Through conceptual imagery, intimate portraits, and reflections in writing from a wide variety of women and girls ages 13-81, artist and former actor and model Jamie Schofield Riva presents an in-depth exploration of what it's like as a girl trying to navigate a world full of ''preconceived notions of what it means to be a woman.'' Her selection of images presents an assessment between generations of the intersections between cultural and social conditioning and messages about the female gender, and considerations of the implication of the stereotypes of femininity.

An interesting aspect to Riva’s photographic approach was to combine photographs of lost objects in the street with portraits. She writes in her essay for the book that this alignment ''...mirror[s] the many ways women lose their sense of identity as they maneuver through life as a female.'' These thrown away items symbolically represent the unrealistic expectations and definitions of self that the female-gendered can accept or discard. She continues, ''The discarded items offer the opportunity to question and reflect upon the desires women abandon to conform to subliminal ideals and pressures as we navigate the culture we live in.''

There are several portraits of her daughter included in the book, as well as writing, and Riva shares how assessing this project through the lens of a mother contributed to some of the conceptual shifts as she immersed deeper into the work. ''This work began as a personal journey to discover a way back to the person I was before I learned how the world saw me. But as time progressed, I realized that the larger mirror was my own daughter, and the bigger concern was how to raise her with awareness.''


Jamie Schofield Riva

© Jamie Schofield Riva



Jamie Schofield Riva

© Jamie Schofield Riva


The work reveals an honest look at some of the conditioned and subliminal ways social normalization in cultural messaging is absorbed. Riva reflects on the ''synchronicities'' she saw between some of the images of herself with the photographs she was making of her daughter. The book also includes photographs of Riva's diary, written when she was about the age of her own daughter now, and the content of some of the excerpts invites the reader to consider how some of the toxic expectations and ''beauty standards'' relate to self-image and definition of self at the very stage of life when those values are being formed.

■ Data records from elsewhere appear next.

//! A* search over an area's tiles.
//!
//! Moves are king moves (4 orthogonal + 4 diagonal). A neighbor is only
//! entered if it is inside the area, walkable, and has no blocker at search
//! time, so other entities are routed around. When the goal cannot be
//! reached the search returns the route to the closest tile it expanded.

use rw_core::{Area, AreaId, CoreError, EntityId, Position, World, chebyshev};
use tracing::trace;

use crate::error::{SimError, SimResult};

/// Cost of an orthogonal step.
pub const ORTHOGONAL_COST: f64 = 1.0;

/// Cost of a diagonal step. A deliberate approximation of √2; costs and
/// tie-breaks depend on this exact value.
pub const DIAGONAL_COST: f64 = 1.4;

/// Orthogonal offsets first, then diagonals. The order fixes tie-breaks.
const NEIGHBORS: [(i32, i32, bool); 8] = [
    (0, -1, false),
    (1, 0, false),
    (0, 1, false),
    (-1, 0, false),
    (1, -1, true),
    (1, 1, true),
    (-1, 1, true),
    (-1, -1, true),
];

/// What a search is heading for.
#[derive(Debug, Clone, Copy, PartialEq, Eq)]
pub enum PathTarget {
    /// Wherever this entity currently stands.
    Entity(EntityId),
    /// Coordinates in the start's area.
    Coords(i32, i32),
    /// A fully qualified position.
    Position(Position),
}

impl From<EntityId> for PathTarget {
    fn from(id: EntityId) -> Self {
        Self::Entity(id)
    }
}

impl From<(i32, i32)> for PathTarget {
    fn from((x, y): (i32, i32)) -> Self {
        Self::Coords(x, y)
    }
}

impl From<Position> for PathTarget {
    fn from(pos: Position) -> Self {
        Self::Position(pos)
    }
}

/// Search settings. The default searches for an exact landing on the target
/// with no expansion limit.
#[derive(Debug, Clone, PartialEq)]
pub struct Pathfinder {
    proximity: u32,
    max_expansions: Option<usize>,
    diagonal_cost: f64,
}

An insert mini magazine of archival magazine tears and photographs from her years as a model and actor also provide a different and very personal examination of the impacts of stereotypical messaging through continual exposure to unrealistic ideals that recur through vehicles such as social media, and the advertising and fashion industries.

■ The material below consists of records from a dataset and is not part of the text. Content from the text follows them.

use rw_core::{CoreError, EntityId, WorldSnapshot};
use serde::{Deserialize, Serialize};

use crate::clock::GameClock;
use crate::config::SimConfig;
use crate::error::{SimError, SimResult};
use crate::script::Script;
use crate::simulation::Simulation;

/// A script assigned to one entity.
#[derive(Debug, Clone, PartialEq, Serialize, Deserialize)]
pub struct ScriptAssignment {
    /// The entity the script belongs to.
    pub entity: EntityId,
    /// Its stored script value.
    pub script: Script,
}

/// Plain-data form of a [`Simulation`]: the world, the clock and the stored
/// scripts. Systems, custom behaviors and the event log are not included.
#[derive(Debug, Clone, PartialEq, Serialize, Deserialize)]
pub struct SimSnapshot {
    /// Areas, entities and the id counter.
    pub world: WorldSnapshot,
    /// Global time and step count.
    pub clock: GameClock,
    /// Stored scripts, in entity order.
    #[serde(default)]
    pub scripts: Vec<ScriptAssignment>,
    /// Seed of the run that produced this snapshot.
    pub seed: u64,
}

impl SimSnapshot {
    /// Serialize to pretty-printed JSON.
    pub fn to_json(&self) -> SimResult<String> {
        Ok(serde_json::to_string_pretty(self)?)
    }

    /// Parse a snapshot from JSON.
    pub fn from_json(json: &str) -> SimResult<Self> {
        Ok(serde_json::from_str(json)?)
    }
}

impl Simulation {
    /// Capture the simulation. Fails if any stored script holds a callable.
    pub fn snapshot(&self) -> SimResult<SimSnapshot> {
        let mut scripts = Vec::new();
        for (entity, script) in self.scheduler.scripts() {
            if !script.is_serializable() {
                return Err(SimError::InvalidScript(format!(
                    "script of {entity} holds a callable and cannot be saved"
                )));
            }
            scripts.push(ScriptAssignment {
                entity,
                script: script.clone(),
            });
        }
        Ok(SimSnapshot {
            world: self.world.snapshot(),
            clock: self.clock.clone(),
            scripts,
            seed: self.config.seed,
        })
    }

    /// Rebuild a simulation from a snapshot.
    ///
    /// The RNG is reseeded from `config.seed` and the number of steps already
    /// taken. Built-in behaviors are available; custom ones and systems must
    /// be registered again.
    pub fn from_snapshot(snapshot: SimSnapshot, config: SimConfig) -> SimResult<Self> {
        let world = snapshot.world.restore()?;
        for assignment in &snapshot.scripts {
            if world.lookup(assignment.entity).is_none() {
                return Err(CoreError::CorruptSnapshot(format!(
                    "script assigned to missing entity {}",
                    assignment.entity
                ))
                .into());
            }
        }
        let mut sim = Simulation::with_clock(world, config, snapshot.clock);
        for assignment in snapshot.scripts {
            sim.scheduler.set_script(assignment.entity, assignment.script);
        }
        Ok(sim)
    }
}
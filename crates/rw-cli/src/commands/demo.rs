use std::path::Path;

use colored::Colorize;
use rw_core::{
    Area, AreaId, AreaKind, Entity, EntityKind, ItemRef, Position, Terrain, World, WorldMeta,
};
use rw_simulation::{Script, SimConfig, SimResult, Simulation};

const MEADOW: AreaId = AreaId(1);
const CELLAR: AreaId = AreaId(2);

pub fn run(output: Option<&Path>, seed: u64) -> Result<(), String> {
    let sim = demo_simulation(seed).map_err(|e| format!("cannot build demo: {e}"))?;
    match output {
        Some(file) => {
            super::write_snapshot(&sim, file)?;
            println!(
                "  {} demo world to {}",
                "Wrote".green().bold(),
                file.display()
            );
            println!(
                "  {}",
                format!("{} entities, seed {seed}", sim.world().entity_count()).dimmed()
            );
        }
        None => {
            let json = sim
                .snapshot()
                .and_then(|s| s.to_json())
                .map_err(|e| format!("cannot serialize demo: {e}"))?;
            println!("{json}");
        }
    }
    Ok(())
}

/// A walled meadow with a pond, a patrolling guard, an idle merchant, a
/// wandering wolf and a crow that follows the player.
fn demo_simulation(seed: u64) -> SimResult<Simulation> {
    let mut world = World::new(WorldMeta {
        description: "A walled meadow with a pond.".into(),
        ..WorldMeta::new("Rasterwelt Demo")
    });

    let mut meadow = Area::new(MEADOW, AreaKind::new("meadow", 16, 10), Terrain::grass())
        .with_border(Terrain::wall());
    for (x, y) in [(10, 5), (11, 5), (10, 6), (11, 6), (12, 6)] {
        meadow.set_terrain(x, y, Terrain::water());
    }
    for y in 1..4 {
        meadow.set_terrain(7, y, Terrain::wall());
    }
    if let Some(tile) = meadow.tile_mut(4, 7) {
        tile.items.push(ItemRef(1));
    }
    world.add_area(meadow)?;
    world.add_area(
        Area::new(CELLAR, AreaKind::new("cellar", 6, 4), Terrain::floor())
            .with_border(Terrain::wall()),
    )?;

    let mut sim = Simulation::new(world, SimConfig::default().with_seed(seed));
    let player = sim.spawn(
        Entity::player("Wanderer")
            .with_stat("hp", 20)
            .with_stat("str", 5),
        Some(Position::new(MEADOW, 2, 2)),
    )?;

    let guard = sim.spawn(
        Entity::new(EntityKind::Npc, "Guard").with_stat("hp", 15),
        Some(Position::new(MEADOW, 3, 6)),
    )?;
    let patrol = [0, 3, 6, 13, 6, 13, 2]
        .iter()
        .map(|&v| Script::Int(v))
        .collect::<Vec<_>>();
    sim.set_script(guard, Script::call("patrol", &patrol))?;

    sim.spawn(
        Entity::new(EntityKind::Npc, "Merchant"),
        Some(Position::new(MEADOW, 5, 8)),
    )?;

    let wolf = sim.spawn(
        Entity::new(EntityKind::Mob, "Wolf").with_stat("hp", 8),
        Some(Position::new(MEADOW, 12, 3)),
    )?;
    sim.set_script(wolf, Script::seq(["move".into(), "wander".into()]))?;

    let crow = sim.spawn(
        Entity::new(EntityKind::Mob, "Crow"),
        Some(Position::new(MEADOW, 14, 8)),
    )?;
    sim.set_script(
        crow,
        Script::call("follow", &[Script::Int(player.0 as i64), Script::Int(2)]),
    )?;

    sim.spawn(
        Entity::new(EntityKind::Mob, "Rat"),
        Some(Position::new(CELLAR, 2, 2)),
    )?;
    Ok(sim)
}

#[cfg(test)]
mod tests {
    use super::*;

    #[test]
    fn demo_world_is_consistent() {
        let sim = demo_simulation(42).unwrap();
        assert!(sim.world().check_index().is_ok());
        assert_eq!(sim.world().entity_count(), 6);
        assert_eq!(sim.world().current_area_id(), Some(MEADOW));
    }

    #[test]
    fn demo_snapshot_round_trips() {
        let sim = demo_simulation(7).unwrap();
        let snapshot = sim.snapshot().unwrap();
        assert_eq!(snapshot.seed, 7);
        assert_eq!(snapshot.scripts.len(), 3);
        let restored = Simulation::from_snapshot(snapshot, SimConfig::default()).unwrap();
        assert_eq!(restored.world().entity_count(), 6);
    }

    #[test]
    fn demo_runs_a_few_turns() {
        let mut sim = demo_simulation(42).unwrap();
        for _ in 0..5 {
            assert!(sim.player_wait(100).unwrap());
        }
        assert_eq!(sim.clock().time(), 500);
        assert!(sim.world().check_index().is_ok());
    }
}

Rania Matar, an artist, educator, and Guggenheim fellowship award winner contributed a reflection for the book, and she discusses the ironies and questions Riva's photographs consider. Matar writes, ''At the same time as we tell girls today ‘you can be anything you want to be’ and we raise them to be strong and independent women, we also expect them to look ‘perfect,’ to dress and behave according to standards that have objectified women for as far as we can remember, and at the same time, we take away some of their most basic rights: the freedom of choice -in matters of reproduction in this country, and in matters of presentation and dress in others. How are girls today supposed to navigate all those contradictions?''

Another one of the women who provided commentary for the book, Maryanna FitzGerald, works in the construction industry and she discusses how unhealthy cultural messaging is normalized and absorbed by women. She writes, ''Jamie Riva’s thought-provoking photography in Girlhood: Lost and Found has opened my eyes to how I’ve grown accustomed to creating a balancing act of displaying my abilities yet subconsciously conforming to what is desirable of me as a woman.'' The photographs and commentaries look at how roles and expectations affect confidence and self-esteem, and spill into both the personal as well as professional realms.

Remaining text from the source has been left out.